I am reminded of how I tried to handle this in the WIP, or at least the novel that is the most in progress in the moment, having had its first 3 chaps workshopped extensively last year. Chapter 3 consisted mostly of the MC driving. It had to, because Something Important To The Plot happens during the drive, and jumping right to the Something Important with no during-the-drive build-up struck me as
Microwaving The Souffle.
Aware of the dangers of driving-and-thinking scenes, I made the MC's thoughts a series of flashbacks to the previous evening. I thought that was very clever of me. Unfortunately, everyone else thought it was unnecessary temporal distortion. And, y'know, they were
right.
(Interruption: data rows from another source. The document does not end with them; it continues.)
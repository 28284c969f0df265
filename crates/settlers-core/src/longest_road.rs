//! Longest road calculation.
//!
//! A player's road length is the longest vertex-simple path through their own
//! roads. A vertex holding another player's building ends a path: the edge
//! into it counts, but the path cannot continue out the other side.
//!
//! The search is an exhaustive depth-first walk from every vertex of the
//! player's road subgraph, using an explicit stack and a 64-bit visited mask
//! per branch. A player has at most 15 roads, so brute force is cheap.

use crate::board::{Board, PlayerId};
use crate::topology::{VertexId, VERTEX_COUNT};

struct Step {
    vertex: VertexId,
    visited: u64,
    length: u32,
}

/// Length in edges of the player's longest road
pub fn longest_road(board: &Board, player: PlayerId) -> u32 {
    let mut adjacency: Vec<Vec<VertexId>> = vec![Vec::new(); VERTEX_COUNT];
    for road in board.roads_of(player) {
        adjacency[road.edge.a].push(road.edge.b);
        adjacency[road.edge.b].push(road.edge.a);
    }

    let blocked = |v: VertexId| board.vertex(v).owner().is_some_and(|o| o != player);

    let mut best = 0;
    let mut stack = Vec::new();

    for start in 0..VERTEX_COUNT {
        if adjacency[start].is_empty() {
            continue;
        }

        stack.push(Step {
            vertex: start,
            visited: 1 << start,
            length: 0,
        });

        while let Some(step) = stack.pop() {
            best = best.max(step.length);

            // Opponent buildings stop the path, but starting on one is fine
            if step.length > 0 && blocked(step.vertex) {
                continue;
            }

            for &next in &adjacency[step.vertex] {
                if step.visited & (1 << next) != 0 {
                    continue;
                }
                stack.push(Step {
                    vertex: next,
                    visited: step.visited | (1 << next),
                    length: step.length + 1,
                });
            }
        }
    }

    best
}

#[cfg(test)]
mod tests {
    use super::*;
    use crate::topology::Edge;

    fn board_with_path(player: PlayerId, path: &[VertexId]) -> Board {
        let mut board = Board::beginner();
        for pair in path.windows(2) {
            board.place_road(Edge::new(pair[0], pair[1]), player);
        }
        board
    }

    #[test]
    fn test_no_roads() {
        let board = Board::beginner();
        assert_eq!(longest_road(&board, 0), 0);
    }

    #[test]
    fn test_single_road() {
        let board = board_with_path(0, &[4, 8]);
        assert_eq!(longest_road(&board, 0), 1);
    }

    #[test]
    fn test_straight_chain_of_five() {
        let board = board_with_path(0, &[0, 3, 7, 11, 16, 21]);
        assert_eq!(longest_road(&board, 0), 5);
    }

    #[test]
    fn test_opponent_settlement_splits_chain() {
        let mut board = board_with_path(0, &[0, 3, 7, 11, 16, 21]);
        board.place_settlement(11, 1);
        // 0-3-7-11 is three long, 11-16-21 is two
        assert_eq!(longest_road(&board, 0), 3);
    }

    #[test]
    fn test_own_settlement_does_not_block() {
        let mut board = board_with_path(0, &[0, 3, 7, 11, 16, 21]);
        board.place_settlement(11, 0);
        assert_eq!(longest_road(&board, 0), 5);
    }

    #[test]
    fn test_opponent_settlement_at_end_does_not_shorten() {
        let mut board = board_with_path(0, &[0, 3, 7, 11, 16, 21]);
        board.place_settlement(21, 1);
        assert_eq!(longest_road(&board, 0), 5);
    }

    #[test]
    fn test_loop_does_not_inflate() {
        // The six edges around tile 0
        let board = board_with_path(0, &[0, 4, 8, 12, 7, 3, 0]);
        assert_eq!(longest_road(&board, 0), 5);
    }

    #[test]
    fn test_branch_takes_longest_arm() {
        // Trunk 0-3-7-11 with a spur 7-12-17
        let mut board = board_with_path(0, &[0, 3, 7, 11]);
        board.place_road(Edge::new(7, 12), 0);
        board.place_road(Edge::new(12, 17), 0);
        // 0-3-7-12-17 is four
        assert_eq!(longest_road(&board, 0), 4);
    }

    #[test]
    fn test_other_players_roads_ignored() {
        let mut board = board_with_path(0, &[0, 3, 7]);
        board.place_road(Edge::new(7, 11), 1);
        board.place_road(Edge::new(11, 16), 1);
        assert_eq!(longest_road(&board, 0), 2);
        assert_eq!(longest_road(&board, 1), 2);
    }

    #[test]
    fn test_dense_network_terminates() {
        // Every edge around the top three tiles for one player
        let mut board = Board::beginner();
        for tile in 0..3 {
            let ring = crate::topology::tile_vertices(tile);
            for i in 0..6 {
                let edge = Edge::new(ring[i], ring[(i + 1) % 6]);
                if board.road_at(edge.a, edge.b).is_none() {
                    board.place_road(edge, 0);
                }
            }
        }
        assert_eq!(board.roads_of(0).count(), 16);
        // 14 vertices, and a path can visit all of them
        assert_eq!(longest_road(&board, 0), 13);
    }
}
What's more, the previous evening was the scene of much eating-and-talking, another dangerous thing to do--except character and plot were advanced during the eating-and-talking, or at least in my
head they were advanced, and if they are not at current they will be in the rewrite, dammit.
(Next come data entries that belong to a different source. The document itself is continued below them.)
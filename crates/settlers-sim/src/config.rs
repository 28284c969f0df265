//! Simulator settings from the environment.

use std::str::FromStr;
use thiserror::Error;

const DEFAULT_GAMES: u32 = 10;
const DEFAULT_PLAYERS: usize = 4;
const DEFAULT_MAX_TURNS: u32 = 500;

#[derive(Debug, Clone, PartialEq, Eq, Error)]
pub enum ConfigError {
    #[error("{name} must be a non-negative integer, got {value:?}")]
    InvalidNumber { name: &'static str, value: String },

    #[error("SIM_PLAYERS must be between 2 and 4, got {0}")]
    PlayerCount(usize),

    #[error("{0} must be at least 1")]
    Zero(&'static str),
}

/// How many games to run and how
#[derive(Debug, Clone, PartialEq, Eq)]
pub struct SimConfig {
    /// Number of games (`SIM_GAMES`)
    pub games: u32,
    /// Seats per game (`SIM_PLAYERS`)
    pub players: usize,
    /// Seed of the first game (`SIM_SEED`); entropy when unset
    pub seed: Option<u64>,
    /// Turn cap per game (`SIM_MAX_TURNS`)
    pub max_turns: u32,
}

impl Default for SimConfig {
    fn default() -> Self {
        Self {
            games: DEFAULT_GAMES,
            players: DEFAULT_PLAYERS,
            seed: None,
            max_turns: DEFAULT_MAX_TURNS,
        }
    }
}

impl SimConfig {
    /// Read settings from process environment variables
    pub fn from_env() -> Result<Self, ConfigError> {
        Self::from_lookup(|name| std::env::var(name).ok())
    }

    /// Read settings through `lookup`, falling back to defaults
    pub fn from_lookup(lookup: impl Fn(&str) -> Option<String>) -> Result<Self, ConfigError> {
        let defaults = Self::default();

        let games = parse(&lookup, "SIM_GAMES")?.unwrap_or(defaults.games);
        let players = parse(&lookup, "SIM_PLAYERS")?.unwrap_or(defaults.players);
        let seed = parse(&lookup, "SIM_SEED")?;
        let max_turns = parse(&lookup, "SIM_MAX_TURNS")?.unwrap_or(defaults.max_turns);

        if games == 0 {
            return Err(ConfigError::Zero("SIM_GAMES"));
        }
        if max_turns == 0 {
            return Err(ConfigError::Zero("SIM_MAX_TURNS"));
        }
        if !(2..=4).contains(&players) {
            return Err(ConfigError::PlayerCount(players));
        }

        Ok(Self {
            games,
            players,
            seed,
            max_turns,
        })
    }
}

fn parse<T: FromStr>(
    lookup: &impl Fn(&str) -> Option<String>,
    name: &'static str,
) -> Result<Option<T>, ConfigError> {
    match lookup(name) {
        None => Ok(None),
        Some(value) => value
            .trim()
            .parse()
            .map(Some)
            .map_err(|_| ConfigError::InvalidNumber { name, value }),
    }
}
At this point I'm thinking it'll be driving-and-cell-phoning, which is still dangerously close to doing-x-and-thinking, but it brings in an important secondary character's perspective much earlier in the novel. Which is good. I hope.
Really, I'm not sure you can get away from doing-x-and-thinking unless the novel is a cliffhanger action page-turner like, oh,
The Da Vinci Code. Humans do a lot of thinking while they do x. But I totally agree that doing-x-and-thinking scenes, should they exist, must work much harder than action scenes to justify their existence. They can't just say "I
am elephant!" They have to actually pick peanuts up with their trunks and display the sun glinting off their ivory tusks and smoosh small rodents with their dinner-plate-sized feet (because that stuff about elephants being afraid of mice is pure cartoon bunk, man, bunk I say).